The Marketing Automation Universe’s Center – Part I

The Marketing Automation Universe’s Center – Part I

This week heralds the very first DemandCon, the brainchild of Shawn Elledge(@IMSummit) and Steve Gershik (@SGersh).  Launching in San Francisco, the event is, in our opinion, the center of the Marketing Automation Universe.  Here are some highlights of the great keynotes and panels that we got to hear.

The crowd was comprised of 300 leading edge marketers from companies like IntelSamsung, and Office Depot.  Steve reviewed the flow of the day and the agenda.  His comments were quite eloquent and timely, as he defined Demand Generation as “the practice of creating a customer’s propensity for and ability to buy from you.”   You as the marketer and sales person need to help customers do their job better because of their association with you.  The AIDA (Awareness, Interest, Desire, and Action) is old- buyers have more power.  Something has to change.

According to the Content Marketing Institute, as much as 60-90 percent of marketing content produced by marketers is not used by sales.   Something has to change.  Additionally, 50% of all sales people do not make quota.   Those that don’t get fired.  Then the next line of people to be fired are those that make the quotas.  Why were they off so much?  Something has to change.  91% of customers have unsubscribed to B2B emails they previously opted into.  The opt in with the hope that you are going to be less intrusive and more useful.  This attrition rate means we are not doing our jobs.  If there is this much inefficiency in our marketing and sales processes, we need to be better.  This conference  is all about learning how to create solid processes.  This stuff is hard and requires thoughtful planning and execution, along with well trained people to make the processes work.

Jeff Ernst (@JeffErnst) of Forrester Research spoke about how marketing anid sales have always been disconnected.  A shift of thinking is required (or as Allinio says, a transformation).  Bury the sales “funnel.”  Here’s a myth:  The funnel represents buyer behavior.  That’s no longer true.  Being so focused on the funnel has become a “not seeing the forest for the trees” scenario.   The funnel struggles to account for new realities; it’s volume centric and does not account for customer lifetime value.

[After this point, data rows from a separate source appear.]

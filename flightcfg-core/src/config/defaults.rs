//! Compiled-in defaults
//!
//! Builds a fresh [`ConfigRecord`] for a board: common defaults first, then
//! the board's table entry layered on top, then profile 0 and rate profile 0
//! replicated into the remaining slots.

use super::features::FeatureMask;
use super::profile::{Profile, PID_PITCH, PID_ROLL};
use super::rates::RateProfile;
use super::record::{
    AirplaneConfig, BatteryConfig, BlackboxConfig, BoardAlignment, ConfigRecord,
    EscServoConfig, FailsafeConfig, Flight3dConfig, GpsConfig, GyroConfig, MixerConfig,
    MotorMix, RxConfig, SensorAlignment, TelemetryConfig,
};
use super::serial::SerialConfig;
use super::target::{Target, TargetInfo, TuningOverrides};
use super::{MAX_RATE_PROFILE_COUNT, MAX_SUPPORTED_MOTORS};

/// Current version of the settings layout
pub const CONFIG_VERSION: u8 = 115;

/// Motor output rate for brushless ESCs (Hz)
pub const BRUSHLESS_MOTORS_PWM_RATE: u16 = 400;
/// Motor output rate for brushed motors (Hz)
pub const BRUSHED_MOTORS_PWM_RATE: u16 = 16000;

/// Features every board starts with
pub const COMMON_FEATURES: FeatureMask = FeatureMask::FAILSAFE.union(FeatureMask::ONESHOT125);

impl ConfigRecord {
    /// Fresh record for `target`
    pub fn defaults(target: Target) -> Self {
        let info = target.info();

        let mut record = Self {
            current_profile_index: 0,
            features: COMMON_FEATURES
                .union(info.default_features)
                .difference(info.cleared_features),
            mixer: MixerConfig::default(),
            sensor_alignment: SensorAlignment::default(),
            board_alignment: BoardAlignment::default(),
            acc_hardware: 0,
            mag_hardware: 1,
            baro_hardware: 1,
            max_angle_inclination: 700,
            yaw_control_direction: 1,
            dcm_kp: 2500,
            dcm_ki: 0,
            acc_zero: Default::default(),
            gyro: GyroConfig::default(),
            battery: BatteryConfig::default(),
            telemetry: TelemetryConfig::default(),
            rx: RxConfig {
                serialrx_provider: info.serialrx_provider,
                ..RxConfig::default()
            },
            input_filtering_mode: 0,
            retarded_arm: 0,
            disarm_kill_switch: 1,
            auto_disarm_delay: 5,
            small_angle: 25,
            failsafe: FailsafeConfig::default(),
            esc_servo: EscServoConfig::default(),
            flight_3d: Flight3dConfig::default(),
            airplane: AirplaneConfig::default(),
            custom_motor_mix: [MotorMix::default(); MAX_SUPPORTED_MOTORS],
            motor_pwm_rate: if info.brushed_motors {
                BRUSHED_MOTORS_PWM_RATE
            } else {
                BRUSHLESS_MOTORS_PWM_RATE
            },
            servo_pwm_rate: 50,
            use_fast_pwm: 0,
            gps: GpsConfig::default(),
            serial: board_serial_config(info),
            emf_avoidance: 0,
            beeper_off_flags: 0,
            blackbox: BlackboxConfig {
                device: info.blackbox_device,
                ..BlackboxConfig::default()
            },
            profiles: core::array::from_fn(|_| Profile::default()),
            rate_profiles: [RateProfile::default(); MAX_RATE_PROFILE_COUNT],
        };

        if let Some(tuning) = &info.tuning {
            record.apply_tuning(tuning);
        }

        record.replicate_first_slots();
        record
    }

    fn apply_tuning(&mut self, tuning: &TuningOverrides) {
        if let Some(scale) = tuning.vbat_scale {
            self.battery.vbat_scale = scale;
        }
        self.rx.spektrum_sat_bind = tuning.spektrum_sat_bind;
        self.rx.apply_channel_map(tuning.channel_map);
        self.esc_servo.min_throttle = tuning.min_throttle;
        self.esc_servo.max_throttle = tuning.max_throttle;
        self.motor_pwm_rate = tuning.motor_pwm_rate;
        self.failsafe.delay = tuning.failsafe_delay;
        self.failsafe.off_delay = tuning.failsafe_off_delay;

        let pid = &mut self.profiles[0].pid;
        pid.p8[PID_ROLL] = tuning.roll_pitch_p;
        pid.p8[PID_PITCH] = tuning.roll_pitch_p;

        let rates = &mut self.rate_profiles[0];
        rates.rc_rate = tuning.rc_rate;
        rates.rates = tuning.rates;

        for (slot, mix) in self.custom_motor_mix.iter_mut().zip(tuning.custom_mix) {
            *slot = *mix;
        }
    }

    /// Copy slot 0 into every other profile and rate profile, and spread the
    /// profiles' default rate profile round-robin
    fn replicate_first_slots(&mut self) {
        let first_profile = self.profiles[0].clone();
        let first_rates = self.rate_profiles[0];

        for (i, profile) in self.profiles.iter_mut().enumerate().skip(1) {
            *profile = first_profile.clone();
            profile.default_rate_profile_index = (i % MAX_RATE_PROFILE_COUNT) as u8;
        }
        for rates in self.rate_profiles.iter_mut().skip(1) {
            *rates = first_rates;
        }
    }
}

/// Board default serial port layout
pub(crate) fn board_serial_config(info: &TargetInfo) -> SerialConfig {
    let mut serial = SerialConfig::new(info.serial_ports);
    for port in info.port_overrides {
        if let Some(config) = serial.ports.get_mut(port.index) {
            config.functions = port.functions;
            if let Some(baud) = port.msp_baud {
                config.msp_baud = baud;
            }
        }
    }
    serial
}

The better model is the customer lifecycle model.  It puts the customer at the center.  It’s a continuous cycle over a long period of time.  You need to re-earn the customership of these people.  Think of the customer experience that you want to deliver during the relationship.  Think of things on a much longer time horizon. Align with the buyer.  People don’t buy your product, they buy into your approach to solving their problem.

Jill Konrath, (@jillkonrath) of SNAP Selling fame then took the stage, giving her experience as a salesperson  who could not get what she wanted from marketing and learned how to bridge the gap.  Most Marketers face increased objectives, shorter timeframes, and fewer resources.    Many of them also face competing agendas & hidden conflicts.

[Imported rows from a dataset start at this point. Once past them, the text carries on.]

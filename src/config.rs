//! Shared configuration system for desktop and ESP32.
//!
//! Uses `heapless::String` for `no_std` compatibility while remaining
//! ergonomic to use on desktop with `std`.
//!
//! # Example
//!
//! ```rust
//! use evdash::config::{Config, LinkConfig, ScheduleConfig};
//!
//! // Use defaults
//! let config = Config::default();
//!
//! // Or customize
//! let config = Config::default()
//!     .with_link(LinkConfig::default().with_dest_address(7))
//!     .with_schedule(ScheduleConfig::default().with_render_interval_ms(250));
//! ```

use heapless::String as HString;

/// Maximum length for short config strings (RF parameter lists, band ids)
pub const MAX_SHORT_STRING: usize = 32;

/// Type alias for short config strings
pub type ShortString = HString<MAX_SHORT_STRING>;

/// Create a ShortString from a &str, truncating if too long
pub fn short_string(s: &str) -> ShortString {
    let mut hs = ShortString::new();
    let take = s.len().min(MAX_SHORT_STRING);
    // Find valid UTF-8 boundary
    let valid_end = s
        .char_indices()
        .take_while(|(i, _)| *i < take)
        .last()
        .map(|(i, c)| i + c.len_utf8())
        .unwrap_or(0);
    let _ = hs.push_str(&s[..valid_end]);
    hs
}

// ============================================================================
// Main Config
// ============================================================================

/// Complete application configuration
#[derive(Clone, Debug, Default)]
#[cfg_attr(feature = "serde", derive(serde::Serialize, serde::Deserialize))]
pub struct Config {
    /// Throttle sensor calibration
    pub sensor: SensorConfig,
    /// Radio link configuration
    pub link: LinkConfig,
    /// Activity cadences and thresholds
    pub schedule: ScheduleConfig,
}

impl Config {
    /// Set sensor configuration
    pub fn with_sensor(mut self, sensor: SensorConfig) -> Self {
        self.sensor = sensor;
        self
    }

    /// Set link configuration
    pub fn with_link(mut self, link: LinkConfig) -> Self {
        self.link = link;
        self
    }

    /// Set schedule configuration
    pub fn with_schedule(mut self, schedule: ScheduleConfig) -> Self {
        self.schedule = schedule;
        self
    }
}

// ============================================================================
// Sensor Config
// ============================================================================

/// Throttle sensor calibration.
///
/// The raw window `[raw_min, raw_max]` is the usable travel of the hall
/// sensor inside the converter's full range. `ui_full_scale` and
/// `wire_full_scale` are two independent ceilings for the same linear
/// mapping: the gauge shows `0..=ui_full_scale`, the wire carries
/// `0..=wire_full_scale`. They differ on purpose and are configured
/// separately.
#[derive(Clone, Copy, Debug)]
#[cfg_attr(feature = "serde", derive(serde::Serialize, serde::Deserialize))]
pub struct SensorConfig {
    /// Raw reading at closed throttle
    pub raw_min: u16,
    /// Raw reading at full throttle
    pub raw_max: u16,
    /// Readings above this are converter noise and treated as closed throttle
    pub noise_ceiling: u16,
    /// Ceiling of the displayed percentage
    pub ui_full_scale: u16,
    /// Ceiling of the value transmitted on the wire
    pub wire_full_scale: u16,
}

impl Default for SensorConfig {
    fn default() -> Self {
        Self {
            raw_min: 1590,
            raw_max: 2160,
            noise_ceiling: 4000,
            ui_full_scale: 100,
            wire_full_scale: 255,
        }
    }
}

impl SensorConfig {
    /// Set the calibrated raw window
    pub fn with_raw_range(mut self, min: u16, max: u16) -> Self {
        self.raw_min = min;
        self.raw_max = max;
        self
    }

    /// Set the noise rejection ceiling
    pub fn with_noise_ceiling(mut self, ceiling: u16) -> Self {
        self.noise_ceiling = ceiling;
        self
    }

    /// Set the displayed full-scale value
    pub fn with_ui_full_scale(mut self, full: u16) -> Self {
        self.ui_full_scale = full;
        self
    }

    /// Set the transmitted full-scale value
    pub fn with_wire_full_scale(mut self, full: u16) -> Self {
        self.wire_full_scale = full;
        self
    }
}

// ============================================================================
// Link Config
// ============================================================================

/// Radio link configuration.
///
/// Addresses and network id follow the transceiver's AT dialect
/// (`AT+ADDRESS`, `AT+NETWORKID`, `AT+SEND=<dest>,...`). `rf_parameters`
/// is the module's spreading-factor/bandwidth/coding-rate/preamble tuple,
/// passed through verbatim to `AT+PARAMETER`.
#[derive(Clone, Debug)]
#[cfg_attr(feature = "serde", derive(serde::Serialize, serde::Deserialize))]
pub struct LinkConfig {
    /// Local module address
    pub address: u16,
    /// Remote drive unit address
    pub dest_address: u16,
    /// Network id shared by both ends
    pub network_id: u8,
    /// UART baud rate
    pub baud: u32,
    /// RF parameter tuple for `AT+PARAMETER`
    pub rf_parameters: ShortString,
}

impl Default for LinkConfig {
    fn default() -> Self {
        Self {
            address: 1,
            dest_address: 2,
            network_id: 18,
            baud: 115_200,
            rf_parameters: short_string("9,7,1,12"),
        }
    }
}

impl LinkConfig {
    /// Set the local address
    pub fn with_address(mut self, address: u16) -> Self {
        self.address = address;
        self
    }

    /// Set the drive unit address
    pub fn with_dest_address(mut self, dest: u16) -> Self {
        self.dest_address = dest;
        self
    }

    /// Set the network id
    pub fn with_network_id(mut self, id: u8) -> Self {
        self.network_id = id;
        self
    }

    /// Set the UART baud rate
    pub fn with_baud(mut self, baud: u32) -> Self {
        self.baud = baud;
        self
    }

    /// Set the RF parameter tuple
    pub fn with_rf_parameters(mut self, params: &str) -> Self {
        self.rf_parameters = short_string(params);
        self
    }
}

// ============================================================================
// Schedule Config
// ============================================================================

/// Activity cadences and motion threshold.
#[derive(Clone, Copy, Debug)]
#[cfg_attr(feature = "serde", derive(serde::Serialize, serde::Deserialize))]
pub struct ScheduleConfig {
    /// Sample-and-transmit interval in milliseconds
    pub transmit_interval_ms: u32,
    /// Receive poll interval in milliseconds
    pub receive_interval_ms: u32,
    /// Render interval in milliseconds
    pub render_interval_ms: u32,
    /// Speed at or above which the vehicle counts as moving
    pub motion_threshold: u16,
}

impl Default for ScheduleConfig {
    fn default() -> Self {
        Self {
            transmit_interval_ms: 250,
            receive_interval_ms: 250,
            render_interval_ms: 500,
            motion_threshold: 1,
        }
    }
}

impl ScheduleConfig {
    /// Set the transmit cadence
    pub fn with_transmit_interval_ms(mut self, ms: u32) -> Self {
        self.transmit_interval_ms = ms;
        self
    }

    /// Set the receive cadence
    pub fn with_receive_interval_ms(mut self, ms: u32) -> Self {
        self.receive_interval_ms = ms;
        self
    }

    /// Set the render cadence
    pub fn with_render_interval_ms(mut self, ms: u32) -> Self {
        self.render_interval_ms = ms;
        self
    }

    /// Set the motion threshold
    pub fn with_motion_threshold(mut self, threshold: u16) -> Self {
        self.motion_threshold = threshold;
        self
    }
}

// ============================================================================
// Tests
// ============================================================================
//! Serial link traits for the radio transceiver module.
//!
//! The transceiver is a line-oriented AT-command module on a UART. The two
//! directions are modeled as separate traits so each can be exclusively
//! owned by its activity:
//!
//! | Trait | Owner |
//! |-------|-------|
//! | [`LinkTx`] | Transmit activity (and one-time radio configuration) |
//! | [`LinkRx`] | Receive activity |
//! | [`DiagSink`] | Transmit activity's side diagnostic channel |
//!
//! There is no acknowledgment or retry protocol on the link; a dropped
//! frame is simply never received. That is an accepted property of the
//! system, and these traits do not try to paper over it.

use heapless::String as HString;

/// Maximum length of one inbound serial line, including any module
/// envelope around the telemetry payload.
pub const MAX_LINE: usize = 64;

/// One received line, bounded for `no_std` use.
pub type LineBuf = HString<MAX_LINE>;

/// Outbound half of the serial link.
///
/// Writes one complete command line to the transceiver. Implementations
/// append the line terminator themselves; callers pass the bare command
/// text (e.g. `AT+SEND=2,3,T42`).
pub trait LinkTx {
    /// Error type for link writes.
    type Error;

    /// Write one command line to the module.
    ///
    /// Fire-and-forget: a successful return means the bytes were handed
    /// to the UART, not that the remote device received anything.
    fn send_line(&mut self, line: &str) -> Result<(), Self::Error>;
}

/// Inbound half of the serial link.
///
/// The poll must never block beyond checking what is already buffered;
/// absence of data is the normal `Ok(None)` outcome, not an error.
pub trait LinkRx {
    /// Error type for link reads.
    type Error;

    /// Poll for one complete received line.
    ///
    /// Returns `Ok(Some(line))` when a full line was available,
    /// `Ok(None)` when the link was silent this cycle. Partial lines are
    /// buffered internally until their terminator arrives.
    fn poll_line(&mut self) -> Result<Option<LineBuf>, Self::Error>;
}

/// Side channel for raw diagnostic command text.
///
/// The transmit activity publishes every outbound command here verbatim,
/// which is how the original console trace worked. Sinks must be cheap;
/// they are called once per transmit cycle.
pub trait DiagSink {
    /// Record one diagnostic line.
    fn record(&mut self, line: &str);
}

/// Forwards diagnostic lines to the `log` facade at debug level.
///
/// The default sink for hardware builds, where a dedicated trace console
/// is not wired up.
#[derive(Debug, Default)]
pub struct LogDiag;

impl DiagSink for LogDiag {
    fn record(&mut self, line: &str) {
        log::debug!("link tx: {}", line);
    }
}
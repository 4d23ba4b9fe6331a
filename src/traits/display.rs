//! Display abstraction for gauge rendering.
//!
//! This module defines the [`GaugePanel`] trait, the small set of drawing
//! primitives the dashboard needs from a display driver, and the RGB565
//! [`Color`] type used across the rendering code.
//!
//! The panel is a consumed capability: the renderer calls these operations
//! as opaque requests and never assumes anything about how they are
//! rasterized. The `display` feature provides an adapter for any
//! `embedded-graphics` RGB565 draw target; `hal::mock::MockPanel` records
//! operations for tests.

/// An RGB565 color as used by small TFT panels.
///
/// Stored as the raw 16-bit value so drivers can push it to the bus
/// unconverted. Constants cover the dashboard's fixed palette.
#[derive(Clone, Copy, Debug, PartialEq, Eq)]
#[cfg_attr(feature = "serde", derive(serde::Serialize, serde::Deserialize))]
pub struct Color(pub u16);

impl Color {
    /// Pure black.
    pub const BLACK: Color = Color(0x0000);
    /// Pure white.
    pub const WHITE: Color = Color(0xFFFF);
    /// Silver, used for the gauge rim.
    pub const SILVER: Color = Color(0xC618);
    /// Bright green, the "value increasing" sweep color.
    pub const GREEN: Color = Color(0x07E0);
    /// Bright red, the link-down alarm color.
    pub const RED: Color = Color(0xF800);
    /// Very dark grey, the gauge face color.
    pub const DARKER_GREY: Color = Color(0x18E0);
}

/// Drawing capability consumed by the gauge renderer and link indicator.
///
/// Mirrors the primitives a typical TFT widget library exposes. All
/// coordinates are pixels with the origin at the panel's top-left.
///
/// # Errors
///
/// Drawing failures are display-bus problems; the render activity logs
/// them and carries on. Nothing in the core treats them as fatal.
pub trait GaugePanel {
    /// Error type for drawing operations.
    type Error;

    /// Fill a circle centered at (`cx`, `cy`).
    fn fill_circle(&mut self, cx: i32, cy: i32, r: u32, color: Color) -> Result<(), Self::Error>;

    /// Draw an arc ring segment between two radii.
    ///
    /// Angles are degrees, clockwise from the gauge's zero position,
    /// with `start_deg <= end_deg`. `fg` fills the segment; `bg` is the
    /// anti-aliasing backdrop hint (drivers without smoothing ignore it).
    #[allow(clippy::too_many_arguments)]
    fn draw_arc(
        &mut self,
        cx: i32,
        cy: i32,
        r_outer: u32,
        r_inner: u32,
        start_deg: u16,
        end_deg: u16,
        fg: Color,
        bg: Color,
    ) -> Result<(), Self::Error>;

    /// Draw an integer value centered at (`cx`, `cy`) in the panel's
    /// large numeric font.
    fn draw_number(&mut self, value: i32, cx: i32, cy: i32) -> Result<(), Self::Error>;

    /// Draw a short text label with its anchor at (`x`, `y`).
    fn draw_text(&mut self, text: &str, x: i32, y: i32, color: Color) -> Result<(), Self::Error>;

    /// Fill a triangle given three vertices.
    fn fill_triangle(
        &mut self,
        p1: (i32, i32),
        p2: (i32, i32),
        p3: (i32, i32),
        color: Color,
    ) -> Result<(), Self::Error>;
}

She conducted a role playing exercise to emphasis the “typical day” of a sales manager.  Allinio’s President, Joe Zuccaro, played the role of a key distributor along with luminaries in the sector like Ardath Albee (@ardath421)  and Matt Heinz (@heinzmarketing) and others were the director of customer service, VP of Marketing, a family member, CEO, HR director and regional sales manager.  The impromptu role playing of a day without script gave a familiar glimpse into what we all face every day.  With so many distractions, it is hard for a manager to pay any attention to opportunities to find new solutions to business problems.  That is unless you think about the following factors.

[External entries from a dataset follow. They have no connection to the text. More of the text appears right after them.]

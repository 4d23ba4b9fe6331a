//! Shared telemetry state and the event bus that feeds it.
//!
//! The original firmware let three tasks scribble on the same globals.
//! Here the mutation path is explicit and race-free by construction:
//!
//! - Producer activities (transmit, receive) publish [`TelemetryEvent`]s
//!   onto a bounded lock-free [`TelemetryBus`].
//! - Exactly one consumer - the render activity - owns the
//!   [`TelemetryStore`] and applies drained events to it.
//! - Anyone needing the current values takes a [`TelemetryStore`] copy
//!   (the struct is `Copy`) latched once per render cycle.
//!
//! Publishing never blocks. When the bus is full the event is dropped
//! and counted, the same accepted-loss posture the radio link itself has.
//!
//! # Example
//!
//! ```rust
//! use evdash::telemetry::{TelemetryBus, TelemetryEvent, TelemetryStore};
//!
//! let bus = TelemetryBus::new();
//! let mut store = TelemetryStore::default();
//!
//! bus.publish(TelemetryEvent::SpeedReported(18));
//! bus.publish(TelemetryEvent::TripAdvanced(3));
//! bus.publish(TelemetryEvent::LinkActive(true));
//!
//! while let Some(event) = bus.try_next() {
//!     store.apply(event);
//! }
//!
//! assert_eq!(store.speed, 18);
//! assert_eq!(store.trip_distance, 3);
//! assert!(store.link_up);
//! ```

use core::sync::atomic::{AtomicU32, Ordering};

use heapless::mpmc::MpMcQueue;

/// Bus depth. Producers run at 4 Hz each and the consumer drains at 2 Hz,
/// so a handful of slots is already generous; 16 absorbs a stalled render
/// cycle without growing the footprint.
pub const BUS_DEPTH: usize = 16;

/// One state change flowing from a producer activity to the store owner.
///
/// This is the only mutation pathway into [`TelemetryStore`]: each field
/// of the store has exactly one event variant, and each variant has
/// exactly one producing activity.
#[derive(Clone, Copy, Debug, PartialEq, Eq)]
#[cfg_attr(feature = "serde", derive(serde::Serialize, serde::Deserialize))]
pub enum TelemetryEvent {
    /// New displayed throttle percentage (from the transmit activity).
    ThrottleUpdated(u16),
    /// Speed reported by the drive unit (from the receive activity).
    SpeedReported(u16),
    /// Trip distance increment to accumulate (from the receive activity).
    TripAdvanced(u32),
    /// Whether the link produced data this poll cycle (from the receive
    /// activity).
    LinkActive(bool),
}

/// The telemetry aggregate the dashboard renders from.
///
/// Owned exclusively by the render activity; producers never hold a
/// reference to it. Lives for the whole process, mutated only through
/// [`apply`](Self::apply).
#[derive(Clone, Copy, Debug, Default, PartialEq, Eq)]
#[cfg_attr(feature = "serde", derive(serde::Serialize, serde::Deserialize))]
pub struct TelemetryStore {
    /// Latest displayed throttle percentage.
    pub throttle_pct: u16,
    /// Latest speed reported by the drive unit.
    pub speed: u16,
    /// Accumulated trip distance since boot.
    pub trip_distance: u32,
    /// Whether the most recent receive poll produced data.
    pub link_up: bool,
}

impl TelemetryStore {
    /// Apply one event to the store.
    pub fn apply(&mut self, event: TelemetryEvent) {
        match event {
            TelemetryEvent::ThrottleUpdated(pct) => self.throttle_pct = pct,
            TelemetryEvent::SpeedReported(speed) => self.speed = speed,
            TelemetryEvent::TripAdvanced(delta) => {
                self.trip_distance = self.trip_distance.saturating_add(delta);
            }
            TelemetryEvent::LinkActive(up) => self.link_up = up,
        }
    }

    /// Latch a copy of the current values.
    ///
    /// The copy is what render code reads from for the rest of its
    /// cycle, so a cycle never observes a half-applied update.
    pub fn snapshot(&self) -> TelemetryStore {
        *self
    }
}

/// Bounded lock-free event channel from producers to the store owner.
///
/// Multi-producer so both the transmit and receive activities can share
/// one bus; the consumer side is single by convention (only the render
/// activity drains it). Methods take `&self`, so the bus can sit behind
/// a plain shared reference across threads.
pub struct TelemetryBus {
    queue: MpMcQueue<TelemetryEvent, BUS_DEPTH>,
    dropped: AtomicU32,
}

impl TelemetryBus {
    /// Create an empty bus.
    pub const fn new() -> Self {
        Self {
            queue: MpMcQueue::new(),
            dropped: AtomicU32::new(0),
        }
    }

    /// Publish one event.
    ///
    /// Never blocks. Returns `false` when the bus was full and the event
    /// was dropped; the drop is counted for diagnostics.
    pub fn publish(&self, event: TelemetryEvent) -> bool {
        match self.queue.enqueue(event) {
            Ok(()) => true,
            Err(_) => {
                self.dropped.fetch_add(1, Ordering::Relaxed);
                false
            }
        }
    }

    /// Take the next pending event, if any.
    pub fn try_next(&self) -> Option<TelemetryEvent> {
        self.queue.dequeue()
    }

    /// Number of events dropped because the bus was full.
    pub fn dropped(&self) -> u32 {
        self.dropped.load(Ordering::Relaxed)
    }
}

impl Default for TelemetryBus {
    fn default() -> Self {
        Self::new()
    }
}

#[cfg(test)]
mod tests {
    use super::*;

    // =========================================================================
    // TelemetryStore
    // =========================================================================

    #[test]
    fn store_default_is_idle() {
        let store = TelemetryStore::default();
        assert_eq!(store.throttle_pct, 0);
        assert_eq!(store.speed, 0);
        assert_eq!(store.trip_distance, 0);
        assert!(!store.link_up);
    }

    #[test]
    fn events_map_to_single_fields() {
        let mut store = TelemetryStore::default();

        store.apply(TelemetryEvent::ThrottleUpdated(64));
        assert_eq!(store.throttle_pct, 64);
        assert_eq!(store.speed, 0);

        store.apply(TelemetryEvent::SpeedReported(22));
        assert_eq!(store.speed, 22);
        assert_eq!(store.throttle_pct, 64);

        store.apply(TelemetryEvent::LinkActive(true));
        assert!(store.link_up);
    }

    #[test]
    fn trip_distance_accumulates() {
        let mut store = TelemetryStore::default();
        store.apply(TelemetryEvent::TripAdvanced(5));
        store.apply(TelemetryEvent::TripAdvanced(7));
        assert_eq!(store.trip_distance, 12);
    }

    #[test]
    fn trip_distance_saturates() {
        let mut store = TelemetryStore {
            trip_distance: u32::MAX - 1,
            ..Default::default()
        };
        store.apply(TelemetryEvent::TripAdvanced(10));
        assert_eq!(store.trip_distance, u32::MAX);
    }

    #[test]
    fn snapshot_is_detached() {
        let mut store = TelemetryStore::default();
        store.apply(TelemetryEvent::SpeedReported(9));

        let snap = store.snapshot();
        store.apply(TelemetryEvent::SpeedReported(30));

        assert_eq!(snap.speed, 9);
        assert_eq!(store.speed, 30);
    }

    // =========================================================================
    // TelemetryBus
    // =========================================================================

    #[test]
    fn bus_is_fifo() {
        let bus = TelemetryBus::new();
        bus.publish(TelemetryEvent::SpeedReported(1));
        bus.publish(TelemetryEvent::SpeedReported(2));

        assert_eq!(bus.try_next(), Some(TelemetryEvent::SpeedReported(1)));
        assert_eq!(bus.try_next(), Some(TelemetryEvent::SpeedReported(2)));
        assert_eq!(bus.try_next(), None);
    }

    #[test]
    fn bus_drops_when_full() {
        let bus = TelemetryBus::new();
        for i in 0..BUS_DEPTH as u16 {
            assert!(bus.publish(TelemetryEvent::SpeedReported(i)));
        }

        assert!(!bus.publish(TelemetryEvent::SpeedReported(99)));
        assert_eq!(bus.dropped(), 1);

        // Draining one slot makes room again
        assert!(bus.try_next().is_some());
        assert!(bus.publish(TelemetryEvent::SpeedReported(100)));
    }

    #[test]
    fn bus_shared_across_threads() {
        use std::sync::Arc;
        use std::thread;

        let bus = Arc::new(TelemetryBus::new());
        let producer = {
            let bus = Arc::clone(&bus);
            thread::spawn(move || {
                for i in 0..8 {
                    bus.publish(TelemetryEvent::SpeedReported(i));
                }
            })
        };

        producer.join().unwrap();

        let mut received = 0;
        while bus.try_next().is_some() {
            received += 1;
        }
        assert_eq!(received, 8);
    }
}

Her SNAP Factors – Simple vs. Complex, iNvaluable vs. Ordinary; Aligned vs. Irrelevant; Priority vs. Nicety.  You need to heed the former of each phrase and avoid the latter; and the person who needs to do this most pre-sales is the salesperson.  Your salesperson IS the brand. You have an imperative to upgrade the skill level of your salespeople because they bring ideas to their customers.  The role of selling changing fundamentally, just as the role of marketing is changing fundamentally.

Christopher Justice, (@MegaJustice) CEO of SparkSight.  Was high energy but blunt – There are no secrets.  He was frank and said that that data is readily about who we are, what we do, what we buy, and why we buy.  Additionally, the face of marketing is rapidly changing to keep up with the data, which comes in many forms from many directions.

Jon Miller (@jonmiller2), VP of Marketing for Marketo and Bryan Ehrenfreund(@ehrenfreund), VP of Digital Strategies at Televerde both emphasized that most marketers track engagement, not buying intent.  Marketers need to learn how to measure buying intent and some ways to do it are to have metrics for visits to pricing pages, long form demos, late stage content like analyst reports, and using the company name as a search term.